• **What to work on**: The line containing "pub async fn find_by_id<'e>(db: impl" marks the end: output every line of the data up to it, and that line too, exactly as written.

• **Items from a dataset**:
———

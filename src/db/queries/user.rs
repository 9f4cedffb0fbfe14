use sqlx::PgExecutor;

use crate::db::models::role::Role;
use crate::db::models::user::{NewUser, User, UserChanges};

pub async fn find_by_id<'e>(db: impl PgExecutor<'e>, id: i32) -> Result<Option<User>, sqlx::Error> {
    sqlx::query_as::<_, User>("SELECT * FROM users WHERE id = $1")
        .bind(id)
        .fetch_optional(db)
        .await
}

pub async fn find_by_email<'e>(db: impl PgExecutor<'e>, email: &str) -> Result<Option<User>, sqlx::Error> {
    sqlx::query_as::<_, User>("SELECT * FROM users WHERE lower(email) = lower($1)")
        .bind(email)
        .fetch_optional(db)
        .await
}

pub async fn list<'e>(db: impl PgExecutor<'e>, role: Option<Role>) -> Result<Vec<User>, sqlx::Error> {
    sqlx::query_as::<_, User>(
        r#"SELECT * FROM users
           WHERE $1::user_role IS NULL OR role = $1
           ORDER BY created_at DESC, id DESC"#,
    )
    .bind(role)
    .fetch_all(db)
    .await
}

pub async fn insert<'e>(db: impl PgExecutor<'e>, user: &NewUser) -> Result<User, sqlx::Error> {
    sqlx::query_as::<_, User>(
        r#"INSERT INTO users (name, email, password_hash, phone, role)
           VALUES ($1, $2, $3, $4, $5)
           RETURNING *"#,
    )
    .bind(&user.name)
    .bind(&user.email)
    .bind(&user.password_hash)
    .bind(&user.phone)
    .bind(user.role)
    .fetch_one(db)
    .await
}

pub async fn update<'e>(
    db: impl PgExecutor<'e>,
    id: i32,
    changes: &UserChanges,
) -> Result<Option<User>, sqlx::Error> {
    sqlx::query_as::<_, User>(
        r#"UPDATE users SET name = $2, email = $3, phone = $4
           WHERE id = $1
           RETURNING *"#,
    )
    .bind(id)
    .bind(&changes.name)
    .bind(&changes.email)
    .bind(&changes.phone)
    .fetch_optional(db)
    .await
}

pub async fn delete<'e>(db: impl PgExecutor<'e>, id: i32) -> Result<bool, sqlx::Error> {
    let result = sqlx::query("DELETE FROM users WHERE id = $1")
        .bind(id)
        .execute(db)
        .await?;
    Ok(result.rows_affected() > 0)
}
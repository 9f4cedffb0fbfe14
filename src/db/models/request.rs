use std::fmt;

use chrono::{DateTime, Utc};
use serde::{Deserialize, Serialize};
use sqlx::FromRow;
use utoipa::ToSchema;

use crate::db::models::approval::ApprovalView;
use crate::db::models::lifecycle::{Acceptance, Archive, Backup, Confirmation, FollowUp, Monitoring};
use crate::db::models::user::UserSummary;
use crate::utils::validation::{trimmed, FieldErrors, LenientInt, Validate};

/// Lifecycle status of a provisioning request. Stored as the `request_status` Postgres enum.
///
/// Display order: `Submitted < UnderReview < ApprovedStage1 < Suspended < InProgress < Fulfilled < Confirmed`.
/// `Rejected` sits outside the order. `Rejected` and `Confirmed` are terminal.
#[derive(Debug, Clone, Copy, PartialEq, Eq, Hash, Serialize, Deserialize, ToSchema, sqlx::Type)]
#[sqlx(type_name = "request_status")]
pub enum RequestStatus {
    #[serde(rename = "DIAJUKAN", alias = "SUBMITTED")]
    #[sqlx(rename = "DIAJUKAN")]
    Submitted,
    #[serde(rename = "DIPERIKSA", alias = "UNDER_REVIEW")]
    #[sqlx(rename = "DIPERIKSA")]
    UnderReview,
    #[serde(rename = "DISETUJUI", alias = "APPROVED_STAGE1")]
    #[sqlx(rename = "DISETUJUI")]
    ApprovedStage1,
    #[serde(rename = "DITANGGUHKAN", alias = "SUSPENDED")]
    #[sqlx(rename = "DITANGGUHKAN")]
    Suspended,
    #[serde(rename = "DIPROSES", alias = "IN_PROGRESS")]
    #[sqlx(rename = "DIPROSES")]
    InProgress,
    #[serde(rename = "DISELESAIKAN", alias = "FULFILLED")]
    #[sqlx(rename = "DISELESAIKAN")]
    Fulfilled,
    #[serde(rename = "DITERIMA", alias = "CONFIRMED")]
    #[sqlx(rename = "DITERIMA")]
    Confirmed,
    #[serde(rename = "DITOLAK", alias = "REJECTED")]
    #[sqlx(rename = "DITOLAK")]
    Rejected,
}
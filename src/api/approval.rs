use axum::{
    extract::{Query, State},
    routing::get,
    Extension, Router,
};
use serde::{Deserialize, Serialize};
use tracing::info;
use utoipa::{IntoParams, OpenApi, ToSchema};

use crate::api::{record_changed, UserLookup};
use crate::app_state::AppState;
use crate::db::models::approval::{Approval, ApprovalView, DecisionInput};
use crate::db::models::audit::AuditAction;
use crate::db::models::request::RequestStatus;
use crate::db::models::role::Role;
use crate::error::AppError;
use crate::middleware::auth::Principal;
use crate::utils::api_response::ApiResponse;
use crate::utils::validation::{FieldErrors, Valid};
use crate::workflow::{self, DecisionOutcome};

pub fn approval_routes() -> Router<AppState> {
    Router::new().route(
        "/persetujuan",
        get(list_approvals).post(submit_approval).delete(delete_approval),
    )
}

#[derive(Debug, Deserialize, IntoParams)]
#[into_params(parameter_in = Query)]
pub struct ApprovalFilter {
    /// Only decisions on this request.
    #[serde(rename = "pengajuanId")]
    pub pengajuan_id: Option<String>,
}

#[derive(Debug, Deserialize, IntoParams)]
#[into_params(parameter_in = Query)]
pub struct ApprovalTarget {
    pub id: Option<String>,
}

/// Result of a decision: the stored row and where the request moved.
#[derive(Debug, Serialize, ToSchema)]
#[serde(rename_all = "camelCase")]
pub struct DecisionResult {
    pub persetujuan: Approval,
    pub status_sebelumnya: RequestStatus,
    pub status: RequestStatus,
}

impl From<DecisionOutcome> for DecisionResult {
    fn from(outcome: DecisionOutcome) -> Self {
        Self {
            status: outcome.request.status,
            status_sebelumnya: outcome.previous_status,
            persetujuan: outcome.approval,
        }
    }
}

/// Query-string ids go through the same field validation as bodies.
fn query_id(field: &str, raw: Option<String>, required: bool) -> Result<Option<i32>, AppError> {
    let mut errors = FieldErrors::new();
    let id = match raw.as_deref().map(str::trim).filter(|raw| !raw.is_empty()) {
        Some(raw) => match raw.parse::<i32>() {
            Ok(id) if id > 0 => Some(id),
            _ => {
                errors.push(field, "Must be a positive integer");
                None
            }
        },
        None => {
            if required {
                errors.push(field, "Required");
            }
            None
        }
    };
    Ok(errors.finish(id)?)
}

/// Lists decisions, newest first
#[utoipa::path(
    get,
    path = "/persetujuan",
    tag = "Persetujuan",
    params(ApprovalFilter),
    responses(
        (status = 200, description = "Decisions", body = [ApprovalView]),
        (status = 403, description = "Approvers only")
    ),
    security(("bearerAuth" = []))
)]
pub async fn list_approvals(
    State(state): State<AppState>,
    Extension(principal): Extension<Principal>,
    Query(filter): Query<ApprovalFilter>,
) -> Result<ApiResponse<Vec<ApprovalView>>, AppError> {
    principal.require_role(&Role::APPROVERS)?;
    let request_id = query_id("pengajuanId", filter.pengajuan_id, false)?;

    let approvals = state.store.list_approvals(request_id).await?;
    let views = UserLookup::new(state.store.as_ref()).approvals(approvals).await?;
    Ok(ApiResponse::ok("Persetujuan retrieved", views))
}

/// Records the caller's decision on a request
///
/// Each approver role decides once per request. An approval advances the request along
/// the chain (`KEPALA_LAB` → `DIPERIKSA`, `WADEK` → `DISETUJUI`, `DEKAN` → `DIPROSES`);
/// a rejection by any approver sets `DITOLAK`.
#[utoipa::path(
    post,
    path = "/persetujuan",
    tag = "Persetujuan",
    request_body = DecisionInput,
    responses(
        (status = 201, description = "Decision recorded", body = DecisionResult),
        (status = 400, description = "Validation error"),
        (status = 403, description = "Approvers only"),
        (status = 404, description = "Pengajuan not found"),
        (status = 409, description = "Role already decided on this request")
    ),
    security(("bearerAuth" = []))
)]
pub async fn submit_approval(
    State(state): State<AppState>,
    Extension(principal): Extension<Principal>,
    Valid(decision): Valid<DecisionInput>,
) -> Result<ApiResponse<DecisionResult>, AppError> {
    let outcome = workflow::submit_decision(state.store.as_ref(), &principal, decision).await?;
    Ok(ApiResponse::created("Persetujuan recorded", outcome.into()))
}

/// Removes one decision; the request status is left as is
#[utoipa::path(
    delete,
    path = "/persetujuan",
    tag = "Persetujuan",
    params(ApprovalTarget),
    responses(
        (status = 200, description = "Decision deleted", body = Approval),
        (status = 403, description = "Server admin only"),
        (status = 404, description = "Persetujuan not found")
    ),
    security(("bearerAuth" = []))
)]
pub async fn delete_approval(
    State(state): State<AppState>,
    Extension(principal): Extension<Principal>,
    Query(target): Query<ApprovalTarget>,
) -> Result<ApiResponse<Approval>, AppError> {
    principal.require_role(&[Role::ServerAdmin])?;
    let Some(id) = query_id("id", target.id, true)? else {
        return Err(AppError::bad_request("id is required."));
    };

    let approval = state.store.delete_approval(id).await?;
    record_changed(
        &state,
        &principal,
        approval.request_id,
        AuditAction::DecisionDeleted,
        format!("Delete persetujuan {} ({})", approval.id, approval.decider_role),
    )
    .await;

    info!("🗑️ Persetujuan {} removed by user {}", id, principal.user_id);
    Ok(ApiResponse::ok("Persetujuan deleted", approval))
}

#[derive(OpenApi)]
#[openapi(
    paths(list_approvals, submit_approval, delete_approval),
    components(schemas(Approval, ApprovalView, DecisionInput, DecisionResult)),
    tags((name = "Persetujuan", description = "Approval chain decisions"))
)]
pub struct ApprovalDoc;
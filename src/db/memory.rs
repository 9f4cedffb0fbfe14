use std::collections::HashMap;

use async_trait::async_trait;
use chrono::{DateTime, Utc};
use tokio::sync::RwLock;

use crate::db::models::approval::{Approval, NewApproval};
use crate::db::models::audit::{AuditLog, NewAuditEntry};
use crate::db::models::lifecycle::{
    Acceptance, AcceptanceChanges, Archive, ArchiveNote, Backup, BackupChanges, Confirmation,
    ConfirmationFields, FollowUp, FollowUpChanges, Monitoring, MonitoringFields, NewAcceptance,
    NewBackup, NewFollowUp, RecordKind,
};
use crate::db::models::request::{NewServerRequest, RequestChanges, RequestStatus, ServerRequest};
use crate::db::models::role::Role;
use crate::db::models::user::{NewUser, User, UserChanges};
use crate::db::store::{RecordStore, RecordedDecision, StoreError, StoreResult, Transition};

/// Sub-records hanging off a single request.
trait PerRequest: Clone {
    fn request_id(&self) -> i32;
}

macro_rules! per_request {
    ($($record:ty),*) => {
        $(impl PerRequest for $record {
            fn request_id(&self) -> i32 {
                self.request_id
            }
        })*
    };
}

per_request!(Acceptance, Monitoring, Backup, Archive, FollowUp, Confirmation);

fn find_for<T: PerRequest>(rows: &[T], request_id: i32) -> Option<T> {
    rows.iter().find(|row| row.request_id() == request_id).cloned()
}

fn find_for_mut<T: PerRequest>(rows: &mut [T], request_id: i32, kind: RecordKind) -> StoreResult<&mut T> {
    rows.iter_mut()
        .find(|row| row.request_id() == request_id)
        .ok_or(StoreError::NotFound(kind.label()))
}

fn remove_for<T: PerRequest>(rows: &mut Vec<T>, request_id: i32, kind: RecordKind) -> StoreResult<()> {
    let before = rows.len();
    rows.retain(|row| row.request_id() != request_id);
    if rows.len() == before {
        return Err(StoreError::NotFound(kind.label()));
    }
    Ok(())
}

fn newest_first<T: Clone>(rows: impl Iterator<Item = T>, key: impl Fn(&T) -> (DateTime<Utc>, i32)) -> Vec<T> {
    let mut rows: Vec<T> = rows.collect();
    rows.sort_by(|a, b| key(b).cmp(&key(a)));
    rows
}

#[derive(Default)]
struct Tables {
    sequences: HashMap<&'static str, i32>,
    users: Vec<User>,
    requests: Vec<ServerRequest>,
    approvals: Vec<Approval>,
    acceptances: Vec<Acceptance>,
    monitorings: Vec<Monitoring>,
    backups: Vec<Backup>,
    archives: Vec<Archive>,
    follow_ups: Vec<FollowUp>,
    confirmations: Vec<Confirmation>,
    audit: Vec<AuditLog>,
}

impl Tables {
    fn next_id(&mut self, table: &'static str) -> i32 {
        let sequence = self.sequences.entry(table).or_insert(0);
        *sequence += 1;
        *sequence
    }

    fn require_request(&self, id: i32) -> StoreResult<()> {
        if self.requests.iter().any(|request| request.id == id) {
            Ok(())
        } else {
            Err(StoreError::NotFound("Pengajuan"))
        }
    }

    fn request_mut(&mut self, id: i32) -> StoreResult<&mut ServerRequest> {
        self.requests
            .iter_mut()
            .find(|request| request.id == id)
            .ok_or(StoreError::NotFound("Pengajuan"))
    }

    fn ensure_absent<T: PerRequest>(&self, rows: &[T], request_id: i32, kind: RecordKind) -> StoreResult<()> {
        self.require_request(request_id)?;
        if find_for(rows, request_id).is_some() {
            return Err(StoreError::duplicate_record(kind));
        }
        Ok(())
    }

    fn insert_audit(&mut self, entry: NewAuditEntry) -> AuditLog {
        let log = AuditLog {
            id: self.next_id("audit_logs"),
            request_id: entry.request_id,
            user_id: entry.user_id,
            action: entry.action,
            detail: entry.detail,
            created_at: Utc::now(),
        };
        self.audit.push(log.clone());
        log
    }

    fn cascade_request(&mut self, id: i32) {
        self.requests.retain(|request| request.id != id);
        self.approvals.retain(|approval| approval.request_id != id);
        self.acceptances.retain(|row| row.request_id != id);
        self.monitorings.retain(|row| row.request_id != id);
        self.backups.retain(|row| row.request_id != id);
        self.archives.retain(|row| row.request_id != id);
        self.follow_ups.retain(|row| row.request_id != id);
        self.confirmations.retain(|row| row.request_id != id);
        self.audit.retain(|log| log.request_id != id);
    }
}

/// `RecordStore` kept in process memory, mirroring the Postgres constraints and cascades.
#[derive(Default)]
pub struct InMemoryStore {
    tables: RwLock<Tables>,
}

impl InMemoryStore {
    pub fn new() -> Self {
        Self::default()
    }
}
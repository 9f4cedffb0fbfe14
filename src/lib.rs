//! Server provisioning request service.
//!
//! Routes provisioning requests through the approval chain
//! (Requester → Lab Head → Vice Dean → Dean → Server Admin) and keeps the
//! per-request lifecycle records and audit trail.

pub mod api;
pub mod app_state;
pub mod config;
pub mod db;
pub mod error;
pub mod middleware;
pub mod utils;
pub mod workflow;

pub use app_state::AppState;
pub use config::Config;
pub use error::AppError;
use axum::{
    extract::State,
    routing::get,
    Extension, Router,
};
use utoipa::OpenApi;

use crate::api::{accessible_request, record_changed, record_created};
use crate::app_state::AppState;
use crate::db::models::audit::AuditAction;
use crate::db::models::lifecycle::{Backup, BackupInput, RecordKind};
use crate::db::models::role::Role;
use crate::error::AppError;
use crate::middleware::auth::Principal;
use crate::utils::api_response::ApiResponse;
use crate::utils::validation::{Patch, PathId, Valid};

const KIND: RecordKind = RecordKind::Backup;
/// Requesters are limited to their own requests by the ownership guard.
const ROLES: [Role; 2] = [Role::Requester, Role::ServerAdmin];

pub fn backup_routes() -> Router<AppState> {
    Router::new().route(
        "/pengajuan/{id}/backup",
        get(get_backup)
            .post(create_backup)
            .patch(update_backup)
            .delete(delete_backup),
    )
}

fn describe(backup: &Backup) -> String {
    match backup.last_run {
        Some(last_run) => format!("Periode: {} | Terakhir: {}", backup.period, last_run.to_rfc3339()),
        None => format!("Periode: {}", backup.period),
    }
}

#[utoipa::path(
    get,
    path = "/pengajuan/{id}/backup",
    tag = "Backup",
    params(("id" = i32, Path, description = "Pengajuan ID")),
    responses(
        (status = 200, description = "Backup record", body = Backup),
        (status = 403, description = "Not the owner"),
        (status = 404, description = "Pengajuan or backup not found")
    ),
    security(("bearerAuth" = []))
)]
pub async fn get_backup(
    State(state): State<AppState>,
    Extension(principal): Extension<Principal>,
    PathId(id): PathId,
) -> Result<ApiResponse<Backup>, AppError> {
    principal.require_role(&ROLES)?;
    accessible_request(&state, &principal, id).await?;

    let backup = state
        .store
        .find_backup(id)
        .await?
        .ok_or_else(|| AppError::not_found("Backup not found."))?;
    Ok(ApiResponse::ok("Backup retrieved", backup))
}

#[utoipa::path(
    post,
    path = "/pengajuan/{id}/backup",
    tag = "Backup",
    params(("id" = i32, Path, description = "Pengajuan ID")),
    request_body = BackupInput,
    responses(
        (status = 201, description = "Backup created", body = Backup),
        (status = 400, description = "Validation error"),
        (status = 404, description = "Pengajuan not found"),
        (status = 409, description = "Backup already exists")
    ),
    security(("bearerAuth" = []))
)]
pub async fn create_backup(
    State(state): State<AppState>,
    Extension(principal): Extension<Principal>,
    PathId(id): PathId,
    Valid(payload): Valid<BackupInput>,
) -> Result<ApiResponse<Backup>, AppError> {
    principal.require_role(&ROLES)?;
    accessible_request(&state, &principal, id).await?;

    let backup = state.store.create_backup(id, payload).await?;
    record_created(&state, &principal, KIND, id, describe(&backup)).await?;
    Ok(ApiResponse::created("Backup created", backup))
}

#[utoipa::path(
    patch,
    path = "/pengajuan/{id}/backup",
    tag = "Backup",
    params(("id" = i32, Path, description = "Pengajuan ID")),
    request_body = BackupInput,
    responses(
        (status = 200, description = "Backup updated", body = Backup),
        (status = 400, description = "Validation error or empty update"),
        (status = 404, description = "Backup not found")
    ),
    security(("bearerAuth" = []))
)]
pub async fn update_backup(
    State(state): State<AppState>,
    Extension(principal): Extension<Principal>,
    PathId(id): PathId,
    Valid(changes): Valid<Patch<BackupInput>>,
) -> Result<ApiResponse<Backup>, AppError> {
    principal.require_role(&ROLES)?;
    accessible_request(&state, &principal, id).await?;

    let backup = state.store.update_backup(id, changes).await?;
    record_changed(&state, &principal, id, AuditAction::RecordUpdated(KIND), describe(&backup)).await;
    Ok(ApiResponse::ok("Backup updated", backup))
}

#[utoipa::path(
    delete,
    path = "/pengajuan/{id}/backup",
    tag = "Backup",
    params(("id" = i32, Path, description = "Pengajuan ID")),
    responses(
        (status = 200, description = "Backup deleted"),
        (status = 404, description = "Backup not found")
    ),
    security(("bearerAuth" = []))
)]
pub async fn delete_backup(
    State(state): State<AppState>,
    Extension(principal): Extension<Principal>,
    PathId(id): PathId,
) -> Result<ApiResponse<()>, AppError> {
    principal.require_role(&ROLES)?;
    accessible_request(&state, &principal, id).await?;

    state.store.delete_record(KIND, id).await?;
    record_changed(&state, &principal, id, AuditAction::RecordDeleted(KIND), "Delete backup").await;
    Ok(ApiResponse::message("Backup deleted"))
}

#[derive(OpenApi)]
#[openapi(
    paths(get_backup, create_backup, update_backup, delete_backup),
    components(schemas(Backup, BackupInput)),
    tags((name = "Backup", description = "Backup schedule of a provisioned server"))
)]
pub struct BackupDoc;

———

• **Response to this task**:
filename src/db/queries/user.rs
repository 9f4cedffb0fbfe14
use sqlx::PgExecutor;

use crate::db::models::role::Role;
use crate::db::models::user::{NewUser, User, UserChanges};

pub async fn find_by_id<'e>(db: impl PgExecutor<'e>, id: i32) -> Result<Option<User>, sqlx::Error> {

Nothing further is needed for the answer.